Purpose: To evaluate the refractive outcome of cataract patients 3 months postoperatively using optical biometry obtained with a prototype version (axial length measurement, ALM, Carl Zeiss Jena) of the commercial partial coherence interferometry (PCI) instrument (IOLMaster, Carl Zeiss Jena).
Setting: Department of Ophthalmology, Vienna General Hospital, and Institute of Medical Physics, University of Vienna, Austria.
Methods: Forty-five patients with age-related cataract in both eyes were scheduled for bilateral cataract surgery. Axial length was measured preoperatively with a prototype (ALM) of the commercial PCI instrument as well as with immersion ultrasound (IUS). Immersion US was performed by a single experienced investigator. In each patient, the first eye was randomly assigned to receive an intraocular lens (IOL) using the Holladay IOL power formula based on ALM or IUS biometry. The other biometric technique was used in the contralateral eye. Subjective refractive outcome was assessed 3 months postoperatively.

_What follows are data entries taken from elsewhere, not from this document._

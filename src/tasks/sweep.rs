//! TTL Sweep Task
//!
//! Background task that periodically removes expired entries from every
//! registry instance. Expired entries are also dropped lazily on access;
//! the sweep only reclaims memory for keys nobody asks for again.

use std::time::Duration;

use tokio::task::JoinHandle;
use tracing::{debug, info};

use crate::registry::CacheRegistry;

/// Spawns a background task that periodically sweeps expired entries from
/// every cache instance in the registry.
///
/// The task runs in an infinite loop, sleeping for the specified interval
/// between sweep runs.
///
/// # Arguments
/// * `registry` - handle to the cache registry (clones share stores)
/// * `sweep_interval_secs` - Interval in seconds between sweep runs
///
/// # Returns
/// A JoinHandle for the spawned task, which can be used to abort the task
/// during graceful shutdown.
///
/// # Example
/// ```ignore
/// let registry = CacheRegistry::new(RegistryConfig::default());
/// let sweep_handle = spawn_sweep_task(registry.clone(), 60);
/// // Later, during shutdown:
/// sweep_handle.abort();
/// ```
pub fn spawn_sweep_task(registry: CacheRegistry, sweep_interval_secs: u64) -> JoinHandle<()> {
    let interval = Duration::from_secs(sweep_interval_secs);

    tokio::spawn(async move {
        info!(
            "Starting TTL sweep task with interval of {} seconds",
            sweep_interval_secs
        );

        loop {
            tokio::time::sleep(interval).await;

            let removed = registry.sweep_expired().await;

            if removed > 0 {
                info!("TTL sweep: removed {} expired entries", removed);
            } else {
                debug!("TTL sweep: no expired entries found");
            }
        }
    })
}
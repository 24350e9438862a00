//! Error types for the cache administration API
//!
//! Provides unified error handling using thiserror. Cache misses are not
//! errors anywhere in this crate; these variants cover the admin surface
//! and middleware plumbing only.

use axum::{
    http::StatusCode,
    response::{IntoResponse, Response},
    Json,
};
use serde_json::json;
use thiserror::Error;

// == Api Error Enum ==
/// Unified error type for the HTTP surface.
#[derive(Error, Debug)]
pub enum ApiError {
    /// No caller identity on the request
    #[error("Authentication required")]
    Unauthorized,

    /// Caller identity present but lacks the required role
    #[error("Insufficient role: {0}")]
    Forbidden(String),

    /// Internal server error
    #[error("Internal error: {0}")]
    Internal(String),
}

// == IntoResponse Implementation ==
impl IntoResponse for ApiError {
    fn into_response(self) -> Response {
        let status = match &self {
            ApiError::Unauthorized => StatusCode::UNAUTHORIZED,
            ApiError::Forbidden(_) => StatusCode::FORBIDDEN,
            ApiError::Internal(_) => StatusCode::INTERNAL_SERVER_ERROR,
        };

        let body = Json(json!({
            "error": self.to_string()
        }));

        (status, body).into_response()
    }
}

// == Result Type Alias ==
/// Convenience Result type for the HTTP surface.
pub type Result<T> = std::result::Result<T, ApiError>;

Results: Refractive outcomes with the 2 techniques did not differ significantly (P = .28). The mean numerical error (MNE) (the difference between the refractive outcome 3 months postoperatively and the predicted spherical equivalent) was 0.13 diopter (D) and 0.03 D for the ALM and IUS, respectively. The mean absolute error (MAE) (the absolute value of MNE) was 0.48 D (range 0.00 to 1.58 D) and 0.46 D (range 0.01 to 1.92 D) with the ALM and IUS, respectively. By recalculating the surgeon factor retrospectively to correct the Holladay formula to obtain a postoperative MNE of zero, a theoretical MAE of 0.46 D was obtained with both biometry techniques.
Conclusions: Refractive outcome in cataract patients using PCI biometry was as good as that achieved with optimized IUS. However, the difference in axial length measured by the ALM compared to that measured by IUS must be considered when using the IOL A-constants supplied by the manufacturers.